Each line of the data below must be given again exactly as written.

▽

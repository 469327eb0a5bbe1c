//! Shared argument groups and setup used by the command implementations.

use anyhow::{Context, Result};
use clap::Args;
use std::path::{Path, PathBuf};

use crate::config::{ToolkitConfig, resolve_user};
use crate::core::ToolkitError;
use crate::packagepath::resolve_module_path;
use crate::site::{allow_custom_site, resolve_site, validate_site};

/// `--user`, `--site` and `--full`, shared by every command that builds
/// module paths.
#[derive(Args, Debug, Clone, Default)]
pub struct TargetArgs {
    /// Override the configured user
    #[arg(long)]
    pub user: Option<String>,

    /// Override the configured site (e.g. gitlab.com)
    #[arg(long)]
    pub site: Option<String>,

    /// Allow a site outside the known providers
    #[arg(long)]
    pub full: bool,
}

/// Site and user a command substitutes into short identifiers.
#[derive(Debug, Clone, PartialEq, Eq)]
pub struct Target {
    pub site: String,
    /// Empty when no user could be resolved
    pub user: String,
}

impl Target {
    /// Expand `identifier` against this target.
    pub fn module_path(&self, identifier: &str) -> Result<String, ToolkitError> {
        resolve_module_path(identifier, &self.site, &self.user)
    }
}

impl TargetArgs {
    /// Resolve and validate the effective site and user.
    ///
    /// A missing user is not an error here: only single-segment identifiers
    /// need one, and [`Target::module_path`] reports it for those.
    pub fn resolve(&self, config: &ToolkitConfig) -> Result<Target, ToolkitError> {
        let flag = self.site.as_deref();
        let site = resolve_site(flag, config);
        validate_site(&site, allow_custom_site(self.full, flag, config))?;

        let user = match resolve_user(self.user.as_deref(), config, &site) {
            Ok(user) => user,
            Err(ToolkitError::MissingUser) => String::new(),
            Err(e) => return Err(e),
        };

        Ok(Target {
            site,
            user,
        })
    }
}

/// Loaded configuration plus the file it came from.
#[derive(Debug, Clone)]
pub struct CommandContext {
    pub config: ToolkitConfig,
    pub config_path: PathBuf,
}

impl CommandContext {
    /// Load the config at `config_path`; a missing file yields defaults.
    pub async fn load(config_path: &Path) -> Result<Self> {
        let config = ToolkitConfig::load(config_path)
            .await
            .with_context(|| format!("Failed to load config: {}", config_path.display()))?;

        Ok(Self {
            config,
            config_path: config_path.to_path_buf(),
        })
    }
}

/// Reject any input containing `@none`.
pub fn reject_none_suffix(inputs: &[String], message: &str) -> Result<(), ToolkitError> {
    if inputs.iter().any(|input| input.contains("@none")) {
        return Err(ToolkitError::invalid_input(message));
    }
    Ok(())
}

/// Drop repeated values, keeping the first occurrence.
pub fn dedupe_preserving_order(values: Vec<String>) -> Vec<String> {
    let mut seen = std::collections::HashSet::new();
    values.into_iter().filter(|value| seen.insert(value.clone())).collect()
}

△

▸ **TASK OUTPUT**:
repository 469327eb0a5bbe1c
//! Shared argument groups and setup used by the command implementations.

use anyhow::{Context, Result};
use clap::Args;
use std::path::{Path, PathBuf};

use crate::config::{ToolkitConfig, resolve_user};
use crate::core::ToolkitError;
use crate::packagepath::resolve_module_path;
use crate::site::{allow_custom_site, resolve_site, validate_site};

/// `--user`, `--site` and `--full`, shared by every command that builds
/// module paths.
#[derive(Args, Debug, Clone, Default)]
pub struct TargetArgs {
    /// Override the configured user
    #[arg(long)]
    pub user: Option<String>,

    /// Override the configured site (e.g. gitlab.com)
    #[arg(long)]
    pub site: Option<String>,

    /// Allow a site outside the known providers
    #[arg(long)]
    pub full: bool,
}

/// Site and user a command substitutes into short identifiers.
#[derive(Debug, Clone, PartialEq, Eq)]
pub struct Target {
    pub site: String,
    /// Empty when no user could be resolved
    pub user: String,
}

impl Target {
    /// Expand `identifier` against this target.
    pub fn module_path(&self, identifier: &str) -> Result<String, ToolkitError> {
        resolve_module_path(identifier, &self.site, &self.user)
    }
}

impl TargetArgs {
    /// Resolve and validate the effective site and user.
    ///
    /// A missing user is not an error here: only single-segment identifiers
    /// need one, and [`Target::module_path`] reports it for those.
    pub fn resolve(&self, config: &ToolkitConfig) -> Result<Target, ToolkitError> {
        let flag = self.site.as_deref();
        let site = resolve_site(flag, config);
        validate_site(&site, allow_custom_site(self.full, flag, config))?;

        let user = match resolve_user(self.user.as_deref(), config, &site) {
            Ok(user) => user,
            Err(ToolkitError::MissingUser) => String::new(),
            Err(e) => return Err(e),
        };

        Ok(Target {
            site,
            user,
        })
    }
}

/// Loaded configuration plus the file it came from.
#[derive(Debug, Clone)]
pub struct CommandContext {
    pub config: ToolkitConfig,
    pub config_path: PathBuf,
}

impl CommandContext {
    /// Load the config at `config_path`; a missing file yields defaults.
    pub async fn load(config_path: &Path) -> Result<Self> {
        let config = ToolkitConfig::load(config_path)
            .await
            .with_context(|| format!("Failed to load config: {}", config_path.display()))?;

        Ok(Self {
            config,
            config_path: config_path.to_path_buf(),
        })
    }
}

/// Reject any input containing `@none`.
pub fn reject_none_suffix(inputs: &[String], message: &str) -> Result<(), ToolkitError> {
    if inputs.iter().any(|input| input.contains("@none")) {
        return Err(ToolkitError::invalid_input(message));
    }
    Ok(())
}

/// Drop repeated values, keeping the first occurrence.
pub fn dedupe_preserving_order(values: Vec<String>) -> Vec<String> {
    let mut seen = std::collections::HashSet::new();
    values.into_iter().filter(|value| seen.insert(value.clone())).collect()
}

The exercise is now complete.